# taz.de -- US-General McChrystal: Selbstdemontage eines Disziplinierten
> Mit Ausfällen gegen Präsident Obama und dessen Berater riskiert der
> Isaf-Chef Stanley McChrystal seine Karriere - vielleicht um seine
> militärische Mission zu retten.
(IMG) Bild: Obama und McChrystal in der Präsidentenmaschine "Air Force One" im Oktober 2009.
BERLIN taz | Was ist paradox? Ein hoher Militär, der öffentlich seinem
Oberkommandanten, dem Präsidenten der USA, den Gehorsam aufkündigt, ihn
öffentlich desavouiert. Ganz so, als ob es sich um eine gewöhnliche
politische Meinungsverschiedenheit handele, quasi um einen Akt zivilen
Ungehorsams.
Der Chef der alliierten Interventionsstreitkräfte in Afghanistan,
Viersternegeneral Stanley McChrystal, hat sich dem US-Magazin Rolling Stone
für ein langes Porträt zur Verfügung gestellt. In ihm übt er heftige Kritik
an Politikern, Beratern und Diplomaten im Umkreis von Präsident Obama,
wobei ungenannte Mitarbeiter des Generals mit seiner Zustimmung die
gröbsten Injurien ihres Chefs zitieren. Auch von seinem Präsidenten selbst
zeigt sich McChrystal enttäuscht.
Das Porträt erbost seit Tagen die politische Szene in Washington. Einmal
geht es um den beispiellos vulgären Grundton der Angriffe - etwas, was man
seit Richard Nixons Ausfällen in den "Pentagon Papers" nicht mehr vernommen
hat.
Der Name des Vizepräsidenten Biden wird zu "bite me" ("Leck mich")
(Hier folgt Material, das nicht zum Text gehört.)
//! Line-delimited JSON document store.
//!
//! A store root is a directory tree of `<database>/<collection>.jsonl`
//! files, each line one record, lines already in stable ascending key
//! order. This is the crate's concrete store for local corpora; the
//! same traits can front a remote document database.

use std::path::{Path, PathBuf};

use async_trait::async_trait;
use tokio::io::AsyncBufReadExt;

use crate::error::{Result, ShardmillError};
use crate::record::Record;

use super::{apply_projection, CollectionHandle, DocumentStore, FindOptions, RecordStream};

/// Store rooted at a directory of `.jsonl` collection files.
#[derive(Debug, Clone)]
pub struct JsonlStore {
    root: PathBuf,
}

impl JsonlStore {
    pub fn new(root: impl AsRef<Path>) -> Self {
        Self {
            root: root.as_ref().to_path_buf(),
        }
    }

    fn collection_path(&self, database: &str, collection: &str) -> PathBuf {
        self.root.join(database).join(format!("{collection}.jsonl"))
    }
}

#[async_trait]
impl DocumentStore for JsonlStore {
    async fn collection(
        &self,
        database: &str,
        collection: &str,
    ) -> Result<Box<dyn CollectionHandle>> {
        let path = self.collection_path(database, collection);
        if !tokio::fs::try_exists(&path)
            .await
            .map_err(|e| ShardmillError::StoreConnection {
                target: path.display().to_string(),
                message: e.to_string(),
            })?
        {
            return Err(ShardmillError::StoreConnection {
                target: format!("{database}/{collection}"),
                message: format!("no collection file at {}", path.display()),
            });
        }
        Ok(Box::new(JsonlCollection {
            name: collection.to_string(),
            path,
        }))
    }
}

struct JsonlCollection {
    name: String,
    path: PathBuf,
}

impl JsonlCollection {
    async fn open_lines(&self) -> Result<tokio::io::Lines<tokio::io::BufReader<tokio::fs::File>>> {
        let file = tokio::fs::File::open(&self.path)
            .await
            .map_err(|e| ShardmillError::StoreConnection {
                target: self.path.display().to_string(),
                message: e.to_string(),
            })?;
        Ok(tokio::io::BufReader::new(file).lines())
    }

    fn query_error(&self, message: impl std::fmt::Display) -> ShardmillError {
        ShardmillError::StoreQuery {
            collection: self.name.clone(),
            message: message.to_string(),
        }
    }

    fn parse_line(&self, line: &str) -> Result<Record> {
        serde_json::from_str(line)
            .map(Record::new)
            .map_err(|e| self.query_error(e))
    }
}

#[async_trait]
impl CollectionHandle for JsonlCollection {
    async fn count(&self) -> Result<u64> {
        let mut lines = self.open_lines().await?;
        let mut count = 0u64;
        while let Some(line) = lines.next_line().await.map_err(|e| self.query_error(e))? {
            if !line.trim().is_empty() {
                count += 1;
            }
        }
        Ok(count)
    }

    async fn find(&self, options: FindOptions) -> Result<RecordStream> {
        // Collections are read once per worker; materializing the
        // window keeps the handle free of borrowed state.
        let mut lines = self.open_lines().await?;
        let mut window: Vec<Result<Record>> = Vec::new();
        let mut position = 0u64;
        while let Some(line) = lines.next_line().await.map_err(|e| self.query_error(e))? {
            if line.trim().is_empty() {
                continue;
            }
            if position >= options.skip {
                if window.len() as u64 >= options.limit {
                    break;
                }
                let record = self
                    .parse_line(&line)
                    .map(|r| apply_projection(r, options.projection.as_ref()));
                window.push(record);
            }
            position += 1;
        }
        Ok(Box::pin(futures::stream::iter(window)))
    }

    async fn find_one(
        &self,
        field_path: &str,
        id: i64,
        projection: Option<Vec<String>>,
    ) -> Result<Option<Record>> {
        let mut lines = self.open_lines().await?;
        while let Some(line) = lines.next_line().await.map_err(|e| self.query_error(e))? {
            if line.trim().is_empty() {
                continue;
            }
            let record = self.parse_line(&line)?;
            if record.i64_at(field_path) == Some(id) {
                return Ok(Some(apply_projection(record, projection.as_ref())));
            }
        }
        Ok(None)
    }
}
use image::DynamicImage;
use std::fs;
use std::io::ErrorKind;
use std::path::{Path, PathBuf};

/// Holds the currently selected set of decoded images plus the most recent
/// user-visible error. Replaced wholesale on each selection, never persisted.
#[derive(Default)]
pub struct ImageStore {
    images: Vec<DynamicImage>,
    error: Option<String>,
}

impl ImageStore {
    pub fn new() -> Self {
        Self::default()
    }

    pub fn images(&self) -> &[DynamicImage] {
        &self.images
    }

    pub fn is_empty(&self) -> bool {
        self.images.is_empty()
    }

    pub fn error(&self) -> Option<&str> {
        self.error.as_deref()
    }

    pub fn set_error(&mut self, message: impl Into<String>) {
        self.error = Some(message.into());
    }

    pub fn clear_error(&mut self) {
        self.error = None;
    }

    /// Load the given paths and replace the stored images with every one that
    /// decodes. Paths that cannot be read or decoded are dropped; the last
    /// failure's message is kept as the store error. A selection where every
    /// path decodes clears any previous error.
    pub fn select_images(&mut self, paths: &[PathBuf]) {
        let mut images = Vec::with_capacity(paths.len());
        let mut error = None;

        for path in paths {
            match load_image(path) {
                Ok(image) => images.push(image),
                Err(message) => error = Some(message),
            }
        }

        self.images = images;
        self.error = error;
    }

    /// Empty the image list and clear the error field.
    pub fn clear_images(&mut self) {
        self.images.clear();
        self.error = None;
    }
}

/// Read a file's bytes in one bounded operation and decode them as an image.
/// The returned message is the user-visible error string.
fn load_image(path: &Path) -> Result<DynamicImage, String> {
    let bytes = fs::read(path).map_err(|err| {
        log::warn!("failed to read {}: {}", path.display(), err);
        match err.kind() {
            ErrorKind::PermissionDenied => "Access denied".to_string(),
            _ => "Can't get data".to_string(),
        }
    })?;

    image::load_from_memory(&bytes).map_err(|err| {
        log::warn!("failed to decode {}: {}", path.display(), err);
        "Can't get data".to_string()
    })
}

#[cfg(test)]
mod tests {
    use super::*;
    use image::RgbImage;
    use std::fs;
    use tempfile::TempDir;

    fn write_png(dir: &TempDir, name: &str, width: u32, height: u32) -> PathBuf {
        let path = dir.path().join(name);
        let image = RgbImage::from_pixel(width, height, image::Rgb([10, 120, 200]));
        image.save(&path).unwrap();
        path
    }

    fn write_garbage(dir: &TempDir, name: &str) -> PathBuf {
        let path = dir.path().join(name);
        fs::write(&path, b"not an image at all").unwrap();
        path
    }

    #[test]
    fn test_select_all_valid() {
        let dir = TempDir::new().unwrap();
        let paths = vec![
            write_png(&dir, "a.png", 100, 100),
            write_png(&dir, "b.png", 50, 50),
        ];

        let mut store = ImageStore::new();
        store.set_error("stale error");
        store.select_images(&paths);

        assert_eq!(store.images().len(), 2);
        assert_eq!(store.error(), None);
    }

    #[test]
    fn test_select_all_invalid_sets_error() {
        let dir = TempDir::new().unwrap();
        let paths = vec![
            write_garbage(&dir, "junk.png"),
            dir.path().join("missing.png"),
        ];

        let mut store = ImageStore::new();
        store.select_images(&paths);

        assert!(store.is_empty());
        assert_eq!(store.error(), Some("Can't get data"));
    }

    #[test]
    fn test_mixed_selection_keeps_valid_and_preserves_error() {
        let dir = TempDir::new().unwrap();
        let paths = vec![
            write_png(&dir, "good.png", 64, 64),
            write_garbage(&dir, "bad.png"),
        ];

        let mut store = ImageStore::new();
        store.select_images(&paths);

        assert_eq!(store.images().len(), 1);
        assert_eq!(store.error(), Some("Can't get data"));
    }

    #[test]
    fn test_selection_replaces_previous_images() {
        let dir = TempDir::new().unwrap();
        let first = vec![
            write_png(&dir, "a.png", 10, 10),
            write_png(&dir, "b.png", 10, 10),
        ];
        let second = vec![write_png(&dir, "c.png", 20, 20)];

        let mut store = ImageStore::new();
        store.select_images(&first);
        store.select_images(&second);

        assert_eq!(store.images().len(), 1);
        assert_eq!(store.images()[0].width(), 20);
    }

    #[test]
    fn test_clear_images() {
        let dir = TempDir::new().unwrap();
        let paths = vec![write_png(&dir, "a.png", 10, 10)];

        let mut store = ImageStore::new();
        store.select_images(&paths);
        store.set_error("leftover");
        store.clear_images();

        assert!(store.is_empty());
        assert_eq!(store.error(), None);
    }
}
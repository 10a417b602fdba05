use anyhow::{Context, Result};
use image::DynamicImage;
use lopdf::content::{Content, Operation};
use lopdf::{dictionary, Document, Object, Stream};
use std::path::Path;

use super::encode;

/// Build a PDF document with one page per image, in the given order.
/// Each page's media box matches the image's pixel dimensions in points and
/// carries the image as a full-page DCTDecode XObject.
pub fn pdf_document(images: &[DynamicImage]) -> Result<Document> {
    let mut doc = Document::with_version("1.5");
    let pages_id = doc.new_object_id();
    let mut kids: Vec<Object> = Vec::with_capacity(images.len());

    for (index, image) in images.iter().enumerate() {
        let bitmap = image.to_rgb8();
        let (width, height) = (bitmap.width() as i64, bitmap.height() as i64);

        let jpeg = encode::jpeg_bytes(&bitmap)
            .with_context(|| format!("failed to encode page {} image", index))?;

        let image_id = doc.add_object(Stream::new(
            dictionary! {
                "Type" => "XObject",
                "Subtype" => "Image",
                "Width" => width,
                "Height" => height,
                "ColorSpace" => "DeviceRGB",
                "BitsPerComponent" => 8,
                "Filter" => "DCTDecode",
            },
            jpeg,
        ));

        let name = format!("Im{}", index);
        let content = Content {
            operations: vec![
                Operation::new("q", vec![]),
                // Scale the unit image square up to the full page
                Operation::new(
                    "cm",
                    vec![
                        width.into(),
                        0.into(),
                        0.into(),
                        height.into(),
                        0.into(),
                        0.into(),
                    ],
                ),
                Operation::new("Do", vec![Object::Name(name.as_bytes().to_vec())]),
                Operation::new("Q", vec![]),
            ],
        };
        let content_id = doc.add_object(Stream::new(
            dictionary! {},
            content
                .encode()
                .with_context(|| format!("failed to encode page {} content", index))?,
        ));

        let mut xobjects = lopdf::Dictionary::new();
        xobjects.set(name, image_id);

        let page_id = doc.add_object(dictionary! {
            "Type" => "Page",
            "Parent" => pages_id,
            "MediaBox" => vec![0.into(), 0.into(), width.into(), height.into()],
            "Contents" => content_id,
            "Resources" => dictionary! {
                "XObject" => xobjects,
            },
        });
        kids.push(page_id.into());
    }

    doc.objects.insert(
        pages_id,
        Object::Dictionary(dictionary! {
            "Type" => "Pages",
            "Kids" => kids,
            "Count" => images.len() as i64,
        }),
    );

    let catalog_id = doc.add_object(dictionary! {
        "Type" => "Catalog",
        "Pages" => pages_id,
    });
    doc.trailer.set("Root", catalog_id);

    Ok(doc)
}

/// Build the document and write it to disk
pub fn write_pdf(images: &[DynamicImage], path: &Path) -> Result<()> {
    let mut doc = pdf_document(images)?;
    doc.compress();
    log::debug!("writing {} ({} pages)", path.display(), images.len());
    doc.save(path)
        .with_context(|| format!("failed to save {}", path.display()))?;
    Ok(())
}

#[cfg(test)]
mod tests {
    use super::*;
    use image::RgbImage;
    use tempfile::TempDir;

    fn solid_image(width: u32, height: u32) -> DynamicImage {
        DynamicImage::ImageRgb8(RgbImage::from_pixel(width, height, image::Rgb([0, 80, 160])))
    }

    #[test]
    fn test_document_has_one_page_per_image() {
        let images = vec![solid_image(100, 60), solid_image(30, 40)];
        let doc = pdf_document(&images).unwrap();
        assert_eq!(doc.get_pages().len(), 2);
    }

    #[test]
    fn test_written_document_reloads_with_page_count() {
        let dir = TempDir::new().unwrap();
        let path = dir.path().join("out.pdf");
        let images = vec![solid_image(16, 16), solid_image(8, 8), solid_image(4, 4)];

        write_pdf(&images, &path).unwrap();

        let doc = Document::load(&path).unwrap();
        assert_eq!(doc.get_pages().len(), 3);
    }

    #[test]
    fn test_page_media_box_matches_image_dimensions() {
        let doc = pdf_document(&[solid_image(120, 75)]).unwrap();
        let (_, page_id) = doc.get_pages().into_iter().next().unwrap();
        let page = doc.get_dictionary(page_id).unwrap();
        let media_box = page.get(b"MediaBox").unwrap().as_array().unwrap();

        assert_eq!(media_box[2].as_i64().unwrap(), 120);
        assert_eq!(media_box[3].as_i64().unwrap(), 75);
    }

    #[test]
    fn test_write_into_missing_directory_fails() {
        let dir = TempDir::new().unwrap();
        let path = dir.path().join("nope").join("out.pdf");
        assert!(write_pdf(&[solid_image(4, 4)], &path).is_err());
    }
}
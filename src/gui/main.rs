// GUI entry point for photo-exporter
// This binary provides the interactive shell around the export library

use eframe::egui;

mod app;
use app::PhotoExporterApp;

fn main() -> Result<(), eframe::Error> {
    env_logger::Builder::from_env(env_logger::Env::default().default_filter_or("info")).init();

    let options = eframe::NativeOptions {
        viewport: egui::ViewportBuilder::default()
            .with_inner_size([760.0, 640.0])
            .with_min_inner_size([520.0, 400.0]),
        ..Default::default()
    };

    eframe::run_native(
        "Photo Exporter",
        options,
        Box::new(|cc| Ok(Box::new(PhotoExporterApp::new(cc)))),
    )
}
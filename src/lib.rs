// Library exports for reuse by the GUI shell
pub mod image_export;
pub mod store;
pub mod utils;

// Re-export commonly used types
pub use image_export::{export_batch, ConversionOutcome, ExportRequest, OutputFormat};
pub use store::ImageStore;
verballhornt. Der Sicherheitsberater Jones ist nichts als ein "Clown" , der
Sondergesandte Holbrooke wird als "angeschossenes Tier" bezeichnet, das
nichts so fürchte wie seine Ablösung, dem USA-Botschafter in Afghanistan
kommt es laut McChrystal nur darauf an, sich für den Fall einer Niederlage
in Afghanistan nach dem Motto "Ich hab das gleich gesagt" aus der Affäre
ziehen zu können.
Mit dieser Selbstdemontage eines asketisch, hoch diszipliniert und stets
korrekt erscheinenden Militärs wird der politischen Kultur Washingtons im
Ganzen ein Schlag versetzt.
Aber hinter diesen verbalen Entgleisungen verbirgt sich ein scharfer
politischer Konflikt. Nicht umsonst hat sich McChrystal das Magazin Rolling
Stone herausgefischt, dessen Leserschaft überwiegend der jungen Generation
angehört. McChrystal geht es darum, möglichst effektiv eine politische
Botschaft zu verbreiten. Sie lautet: Nur mit der Strategie der "Counter
Insurgency" ("Coin") lässt sich der Krieg in Afghanistan gewinnen.
Coin setzt statt den Einsatz von militärischer Hochtechnologie den massiven
Einsatz von Bodentruppen voraus, die die Bevölkerung effektiv vor den
Taliban schützen und für die Sache "der Freiheit" gewinnen sollen.
Obama hat wesentliche Teile der Strategie McChrystals übernommen, sie
allerdings mit einem schrittweisen Abzug der US-Truppen aus Afghanistan
verknüpft. Er hat damit gegen die politische Linie seines Vizepräsidenten
entschieden, der sich gegen die massive Erhöhung der Bodentruppen, gegen
Coin und für gezielte Einsätze gegen Terroristengruppen ausgesprochen hat.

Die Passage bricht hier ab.